La FAGE a toujours soutenu le service civique volontaire1. Présente dès la création du dispositif et impliquée dans son déploiement, notamment par la mise à disposition de missions au sein de son réseau d’associations étudiantes, la FAGE est attachée à ce que l’engagement soit accessible à chaque jeune indépendamment de son origine géographique, sociale ou encore de son niveau d’études.

Le service civique est aujourd’hui un succès. Proposant des missions longues d’intérêt général au sein d’organismes assurant un encadrement du jeune ainsi qu’une indemnité garantissant que l’accès au dispositif ne soit pas restreint.

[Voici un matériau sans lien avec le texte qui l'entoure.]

use clap::Parser;
use colored::Colorize;
use ip_aggregator::cli::Cli;
use ip_aggregator::config::{verbosity_level, ENV_LOG_CONFIG, LOG_CONFIG_FILE};
use ip_aggregator::input::AliasTable;
use ip_aggregator::{list_classes, run_app};
use log::LevelFilter;
use log4rs::append::console::{ConsoleAppender, Target};
use log4rs::config::{Appender, Config, Root};
use log4rs::encode::pattern::PatternEncoder;
use std::error::Error;
use std::io;
use std::path::Path;

/// Log to stderr at the level picked by `-v`. Without `-v` the log4rs yaml
/// file is used when there is one, otherwise stderr at `warn`.
fn init_logging(verbose: u8) -> Result<(), Box<dyn Error>> {
    let level = match verbosity_level(verbose) {
        Some(level) => level,
        None => {
            let config_file =
                std::env::var(ENV_LOG_CONFIG).unwrap_or_else(|_| LOG_CONFIG_FILE.to_string());
            if Path::new(&config_file).exists() {
                log4rs::init_file(&config_file, Default::default())?;
                return Ok(());
            }
            LevelFilter::Warn
        }
    };
    let stderr = ConsoleAppender::builder()
        .target(Target::Stderr)
        .encoder(Box::new(PatternEncoder::new("{h({l})} {t} - {m}{n}")))
        .build();
    let config = Config::builder()
        .appender(Appender::builder().build("stderr", Box::new(stderr)))
        .build(Root::builder().appender("stderr").build(level))?;
    log4rs::init_config(config)?;
    Ok(())
}

fn main() {
    // Do as little as possible in main.rs as it can't contain any tests
    dotenv::dotenv().ok();
    let cli = Cli::parse();
    if let Err(e) = init_logging(cli.verbose) {
        eprintln!("Error initializing log4rs: {e}");
    }
    log::info!("#Start main()");

    let table = AliasTable::well_known();
    let result = if cli.list_classes {
        list_classes(&cli, &table, &mut io::stdout().lock())
    } else {
        run_app(&cli, &table, io::stdin().lock(), &mut io::stdout().lock()).map(|_| ())
    };

    if let Err(e) = result {
        log::error!("{e}");
        eprintln!("{}: {e}", "error".red());
        std::process::exit(1);
    }
}
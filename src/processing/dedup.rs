//! Exact-duplicate removal.
//!
//! Used when networks are passed through without aggregation.

use crate::models::Network;
use itertools::Itertools;

/// Remove networks equal to one seen earlier, keeping first-seen order.
///
/// Equality is exact (`10.0.0.0/25` and `10.0.0.0/24` are both kept); only
/// collapsing removes contained networks.
pub fn de_duplicate_networks(nets: &[Network]) -> Vec<Network> {
    let unique: Vec<Network> = nets.iter().copied().unique().collect();
    if unique.len() != nets.len() {
        log::info!("Removed {} duplicate networks", nets.len() - unique.len());
    }
    unique
}
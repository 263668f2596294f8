//! IP address model shared by both families.
//!
//! An [`Address`] is a fixed-width unsigned integer tagged with its
//! [`Family`]. All bit arithmetic is done on the `u128` widening of the
//! payload and checked against [`Family::bits`], so one code path serves
//! IPv4 and IPv6 without ever mixing the two.

use crate::error::AggregateError;
use std::cmp::Ordering;
use std::fmt;
use std::net::{IpAddr, Ipv4Addr, Ipv6Addr};
use std::str::FromStr;

/// Address family. IPv4 sorts before IPv6 when disjoint universes are listed together.
#[derive(Debug, Copy, Clone, PartialEq, Eq, PartialOrd, Ord, Hash)]
pub enum Family {
    V4,
    V6,
}

impl Family {
    /// Bit width of an address in this family (32 or 128).
    pub const fn bits(self) -> u8 {
        match self {
            Family::V4 => 32,
            Family::V6 => 128,
        }
    }

    /// All address bits set, widened to `u128`.
    pub const fn all_ones(self) -> u128 {
        match self {
            Family::V4 => u32::MAX as u128,
            Family::V6 => u128::MAX,
        }
    }
}

impl fmt::Display for Family {
    fn fmt(&self, f: &mut fmt::Formatter<'_>) -> fmt::Result {
        match self {
            Family::V4 => write!(f, "IPv4"),
            Family::V6 => write!(f, "IPv6"),
        }
    }
}

/// Host mask for `len` network bits: the low `bits - len` bits set.
///
/// # Examples
/// ```
/// use ip_aggregator::models::{host_mask, Family};
/// assert_eq!(host_mask(Family::V4, 24), 0xFF);
/// assert_eq!(host_mask(Family::V6, 128), 0);
/// ```
pub fn host_mask(family: Family, len: u8) -> u128 {
    family.all_ones().checked_shr(u32::from(len)).unwrap_or(0)
}

/// Network mask for `len` network bits, widened to `u128`.
///
/// # Examples
/// ```
/// use ip_aggregator::models::{cidr_mask, Family};
/// assert_eq!(cidr_mask(Family::V4, 24), 0xFFFF_FF00);
/// ```
pub fn cidr_mask(family: Family, len: u8) -> u128 {
    family.all_ones() ^ host_mask(family, len)
}

/// Smallest prefix length `bits` can be the base of, based on trailing zeros.
pub fn lo_mask(family: Family, bits: u128) -> u8 {
    let trailing_zeros = bits.trailing_zeros().min(u32::from(family.bits())) as u8;
    family.bits() - trailing_zeros
}

/// A single IPv4 or IPv6 address.
#[derive(Debug, Copy, Clone, PartialEq, Eq, Hash)]
pub enum Address {
    V4(u32),
    V6(u128),
}

impl Address {
    /// Build an address of `family` from a widened integer.
    ///
    /// Bits above the family width are dropped.
    pub fn from_bits(family: Family, bits: u128) -> Address {
        match family {
            Family::V4 => Address::V4((bits & Family::V4.all_ones()) as u32),
            Family::V6 => Address::V6(bits),
        }
    }

    pub fn family(&self) -> Family {
        match self {
            Address::V4(_) => Family::V4,
            Address::V6(_) => Family::V6,
        }
    }

    /// The address as an unsigned integer widened to `u128`.
    pub fn to_bits(&self) -> u128 {
        match *self {
            Address::V4(bits) => u128::from(bits),
            Address::V6(bits) => bits,
        }
    }

    /// Compare two addresses of the same family.
    ///
    /// Comparing across families is a caller error and fails with
    /// [`AggregateError::MixedFamily`].
    pub fn checked_cmp(&self, other: &Address) -> Result<Ordering, AggregateError> {
        if self.family() != other.family() {
            return Err(AggregateError::MixedFamily);
        }
        Ok(self.to_bits().cmp(&other.to_bits()))
    }
}

/// Only same-family addresses are ordered; mixed pairs yield `None`.
impl PartialOrd for Address {
    fn partial_cmp(&self, other: &Address) -> Option<Ordering> {
        self.checked_cmp(other).ok()
    }
}

impl From<Ipv4Addr> for Address {
    fn from(addr: Ipv4Addr) -> Address {
        Address::V4(u32::from(addr))
    }
}

impl From<Ipv6Addr> for Address {
    fn from(addr: Ipv6Addr) -> Address {
        Address::V6(u128::from(addr))
    }
}

impl From<IpAddr> for Address {
    fn from(addr: IpAddr) -> Address {
        match addr {
            IpAddr::V4(v4) => v4.into(),
            IpAddr::V6(v6) => v6.into(),
        }
    }
}

impl From<Address> for IpAddr {
    fn from(addr: Address) -> IpAddr {
        match addr {
            Address::V4(bits) => IpAddr::V4(Ipv4Addr::from(bits)),
            Address::V6(bits) => IpAddr::V6(Ipv6Addr::from(bits)),
        }
    }
}

impl FromStr for Address {
    type Err = AggregateError;

    fn from_str(s: &str) -> Result<Address, AggregateError> {
        s.parse::<IpAddr>()
            .map(Address::from)
            .map_err(|_| AggregateError::InvalidNetwork(format!("invalid address {s}")))
    }
}

impl fmt::Display for Address {
    fn fmt(&self, f: &mut fmt::Formatter<'_>) -> fmt::Result {
        write!(f, "{}", IpAddr::from(*self))
    }
}
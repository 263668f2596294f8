//! Token parsing at the engine boundary.
//!
//! Turns command-line or scanned tokens into typed [`Address`], [`Network`]
//! and [`InputItem`] values. Accepted network forms:
//! - `addr` (a single host)
//! - `addr/len`
//! - `addr/netmask`, e.g. `10.0.0.0/255.0.0.0` (IPv4)
//! - `addr/hostmask`, e.g. `10.0.0.0/0.255.255.255` (IPv4)
//!
//! Host bits set in a network token are masked off, never rejected.

use crate::error::AggregateError;
use crate::models::{Address, Network};
use crate::processing::InputItem;
use std::cmp::Ordering;
use std::net::Ipv4Addr;

/// Separator of explicit range tokens, `first-last`.
pub const RANGE_SEPARATOR: char = '-';

/// Parse a single IPv4 or IPv6 address.
pub fn parse_address(token: &str) -> Result<Address, AggregateError> {
    token.parse()
}

/// Parse a network token in any of the accepted forms.
///
/// # Examples
/// ```
/// use ip_aggregator::input::parse_network;
/// assert_eq!(parse_network("10.0.0.5/255.255.255.0").unwrap().to_string(), "10.0.0.0/24");
/// assert_eq!(parse_network("10.0.0.0/0.0.0.255").unwrap().to_string(), "10.0.0.0/24");
/// ```
pub fn parse_network(token: &str) -> Result<Network, AggregateError> {
    let token = token.trim();
    let invalid = || AggregateError::InvalidNetwork(token.to_string());

    let (addr, mask) = match token.split_once('/') {
        None => return parse_address(token).map(Network::host).map_err(|_| invalid()),
        Some(parts) => parts,
    };
    let addr = parse_address(addr).map_err(|_| invalid())?;

    let prefix_len = if !mask.is_empty() && mask.bytes().all(|b| b.is_ascii_digit()) {
        mask.parse::<u8>().map_err(|_| invalid())?
    } else {
        match (addr, mask.parse::<Ipv4Addr>()) {
            (Address::V4(_), Ok(mask)) => prefix_from_mask(u32::from(mask)).ok_or_else(invalid)?,
            _ => return Err(invalid()),
        }
    };

    let net = Network::new(addr, prefix_len).map_err(|_| invalid())?;
    if net.base() != addr {
        log::debug!("{token} has host bits set, using {net}");
    }
    Ok(net)
}

/// Prefix length of a dotted IPv4 mask, read as a net mask first and as a
/// host (wildcard) mask second.
fn prefix_from_mask(mask: u32) -> Option<u8> {
    if mask.leading_ones() + mask.trailing_zeros() == 32 {
        Some(mask.leading_ones() as u8)
    } else if mask.leading_zeros() + mask.trailing_ones() == 32 {
        Some(mask.leading_zeros() as u8)
    } else {
        None
    }
}

/// Parse an explicit `first-last` range token.
///
/// Both ends must be the same family and in order.
pub fn parse_range(token: &str) -> Result<(Address, Address), AggregateError> {
    let token = token.trim();
    let (first, last) = token
        .split_once(RANGE_SEPARATOR)
        .ok_or_else(|| AggregateError::InvalidNetwork(token.to_string()))?;
    let first = parse_address(first.trim())?;
    let last = parse_address(last.trim())?;

    let invalid = |reason| AggregateError::InvalidRange {
        first: first.to_string(),
        last: last.to_string(),
        reason,
    };
    match first.checked_cmp(&last) {
        Err(_) => Err(invalid("addresses belong to different families")),
        Ok(Ordering::Greater) => Err(invalid("first address is above last address")),
        Ok(_) => Ok((first, last)),
    }
}

/// Parse a positional input: a range when it holds `-`, otherwise a network.
pub fn parse_item(token: &str) -> Result<InputItem, AggregateError> {
    if token.contains(RANGE_SEPARATOR) {
        let (first, last) = parse_range(token)?;
        Ok(InputItem::Range(first, last))
    } else {
        parse_network(token).map(InputItem::Network)
    }
}
//! Address and network value types.
//!
//! - [`Address`] - IPv4 or IPv6 address tagged with its [`Family`]
//! - [`Network`] - canonical CIDR block with containment and adjacency relations

mod address;
mod network;

// Re-export public types
pub use address::{cidr_mask, host_mask, lo_mask, Address, Family};
pub use network::Network;
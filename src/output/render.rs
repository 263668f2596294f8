//! Network rendering.
//!
//! Turns engine output back into text: prefix, net-mask or host-mask
//! notation, optionally quoted and indented, as a delimited list, a YAML
//! sequence or a JSON array.

use crate::models::Network;
use clap::ValueEnum;
use std::error::Error;

/// How the mask part of a network is written.
#[derive(Debug, Copy, Clone, PartialEq, Eq, Default, ValueEnum)]
pub enum MaskStyle {
    /// `10.0.0.0/24`
    #[default]
    Prefix,
    /// `10.0.0.0/255.255.255.0`
    Net,
    /// `10.0.0.0/0.0.0.255`
    Wildcard,
}

/// Shape of the whole output list.
#[derive(Debug, Copy, Clone, PartialEq, Eq, Default, ValueEnum)]
pub enum OutputFormat {
    /// Networks joined by the output delimiter.
    #[default]
    Plain,
    /// YAML sequence, one `- ` item per network.
    Yaml,
    /// JSON array of strings.
    Json,
}

/// Per-network rendering options.
#[derive(Debug, Clone, PartialEq, Eq, Default)]
pub struct Rendering {
    pub mask: MaskStyle,
    /// Wrap every network in double quotes.
    pub quote: bool,
    /// Spaces put in front of every rendered line.
    pub indent: usize,
}

/// Render one network in the given mask style.
///
/// # Examples
/// ```
/// use ip_aggregator::output::{render_network, MaskStyle};
/// let net = "10.0.0.0/24".parse().unwrap();
/// assert_eq!(render_network(&net, MaskStyle::Net), "10.0.0.0/255.255.255.0");
/// assert_eq!(render_network(&net, MaskStyle::Wildcard), "10.0.0.0/0.0.0.255");
/// ```
pub fn render_network(net: &Network, mask: MaskStyle) -> String {
    match mask {
        MaskStyle::Prefix => net.to_string(),
        MaskStyle::Net => format!("{}/{}", net.base(), net.netmask()),
        MaskStyle::Wildcard => format!("{}/{}", net.base(), net.hostmask()),
    }
}

impl Rendering {
    /// Render one network with mask style and quoting, without indentation.
    pub fn network(&self, net: &Network) -> String {
        let text = render_network(net, self.mask);
        if self.quote {
            quote(&text)
        } else {
            text
        }
    }

    /// Join rendered networks with `delimiter`, each indented.
    pub fn list(&self, nets: &[Network], delimiter: &str) -> String {
        let pad = " ".repeat(self.indent);
        nets.iter()
            .map(|net| format!("{pad}{}", self.network(net)))
            .collect::<Vec<String>>()
            .join(delimiter)
    }

    /// YAML block sequence, one item per line.
    pub fn yaml(&self, nets: &[Network]) -> String {
        let pad = " ".repeat(self.indent);
        nets.iter()
            .map(|net| {
                // bare IPv6 text can contain ':' and must be quoted for YAML
                let text = render_network(net, self.mask);
                format!("{pad}- {}", quote(&text))
            })
            .collect::<Vec<String>>()
            .join("\n")
    }

    /// JSON array of rendered networks.
    pub fn json(&self, nets: &[Network]) -> Result<String, Box<dyn Error>> {
        let rendered: Vec<String> = nets.iter().map(|net| render_network(net, self.mask)).collect();
        Ok(serde_json::to_string_pretty(&rendered)?)
    }

    /// Render `nets` in `format`; `delimiter` only applies to plain lists.
    pub fn render(
        &self,
        nets: &[Network],
        format: OutputFormat,
        delimiter: &str,
    ) -> Result<String, Box<dyn Error>> {
        match format {
            OutputFormat::Plain => Ok(self.list(nets, delimiter)),
            OutputFormat::Yaml => Ok(self.yaml(nets)),
            OutputFormat::Json => self.json(nets),
        }
    }
}

/// Wrap `value` in double quotes, doubling any quote inside.
pub fn quote(value: &str) -> String {
    format!("\"{}\"", value.replace('"', "\"\""))
}
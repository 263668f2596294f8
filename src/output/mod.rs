//! Output formatting for aggregated networks.
//!
//! This module handles turning networks back into text:
//! - [`render`] - mask styles, quoting and list formats
//! - [`terminal`] - banner, trailer and class listing

mod render;
mod terminal;

pub use render::{quote, render_network, MaskStyle, OutputFormat, Rendering};
pub use terminal::{class_listing, input_banner, rule, total_trailer};
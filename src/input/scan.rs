//! Extraction of IPv4 networks from free-form text.
//!
//! Only IPv4 is recognised. A candidate is a dotted quad with an optional
//! `/len` or `/netmask` suffix, followed by a non-digit or the end of line.
//! Digits are ASCII `0-9` only; other Unicode digits act as separators.
//! Tokens that look right but do not parse are skipped with a warning.

use super::parse::parse_network;
use crate::models::Network;
use colored::Colorize;
use lazy_static::lazy_static;
use regex::Regex;
use std::error::Error;
use std::io::BufRead;

lazy_static! {
    static ref IP4_REGEX: Regex = Regex::new(concat!(
        r"([0-9]{1,3}\.[0-9]{1,3}\.[0-9]{1,3}\.[0-9]{1,3}",
        r"(?:/[0-9]{1,3}\.[0-9]{1,3}\.[0-9]{1,3}\.[0-9]{1,3}|/3[0-2]|/[1-2][0-9]|/[0-9])?)",
        r"(?:[^0-9]|$)",
    ))
    .expect("Invalid Regex?");
}

/// All IPv4-looking tokens in `line`, in order of appearance.
pub fn scan_line(line: &str) -> Vec<&str> {
    IP4_REGEX
        .captures_iter(line)
        .filter_map(|c| c.get(1))
        .map(|m| m.as_str())
        .collect()
}

/// Read `reader` line by line and parse every token found.
///
/// Invalid tokens are logged and skipped; only I/O errors fail.
pub fn scan_reader<R: BufRead>(reader: R) -> Result<Vec<Network>, Box<dyn Error>> {
    let mut nets = Vec::new();
    for (line_no, line) in reader.lines().enumerate() {
        let line = line?;
        for token in scan_line(&line) {
            match parse_network(token) {
                Ok(net) => nets.push(net),
                Err(e) => {
                    log::warn!(
                        "{warning}: Address {token} from stdin line {n} is not a valid IPv4 address or network, ignoring ({e})",
                        warning = "WARNING".on_red(),
                        n = line_no + 1,
                    );
                }
            }
        }
    }
    log::info!("Read {} networks from stdin", nets.len());
    Ok(nets)
}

Le service civique est même victime de ce succès : comme le rappelait François Chérèque (Président de l’Agence du Service Civique) ce 29 janvier, ce sont actuellement 3 à 4 demandes qui sont formulées pour 1 possibilité d’engagement ; ce qui ne permet donc pas à tous les jeunes ayant la volonté de s’engager de pouvoir le faire. La FAGE appelle ainsi, depuis plusieurs mois, le Gouvernement à s’engager concrètement à financer la montée en charge du dispositif afin qu’aucun jeune ne se voit refuser un accès facilité à l’engagement2.

Le service civique créé effectivement du brassage social, mais pas seulement. Le service civique permet aux jeunes de s’intégrer dans une mission à réelle plus value sociale, grâce à des actions faisant sens et accordant une large part à l’initiative collective, à la cohésion sociale et aux valeurs de solidarité, de fraternité et de promotion de l’égalité, chères à notre République.

Le service civique est d’autant plus riche, qu’il permet à de nombreux jeunes une prise de recul nécessaire à la définition de leur projet d’avenir qu’ils peuvent co-construire avec leurs tuteurs dans les structures d’accueil. Ce dispositif ouvre des perspectives aux jeunes, et c’est sûrement là sa plus grande vertu !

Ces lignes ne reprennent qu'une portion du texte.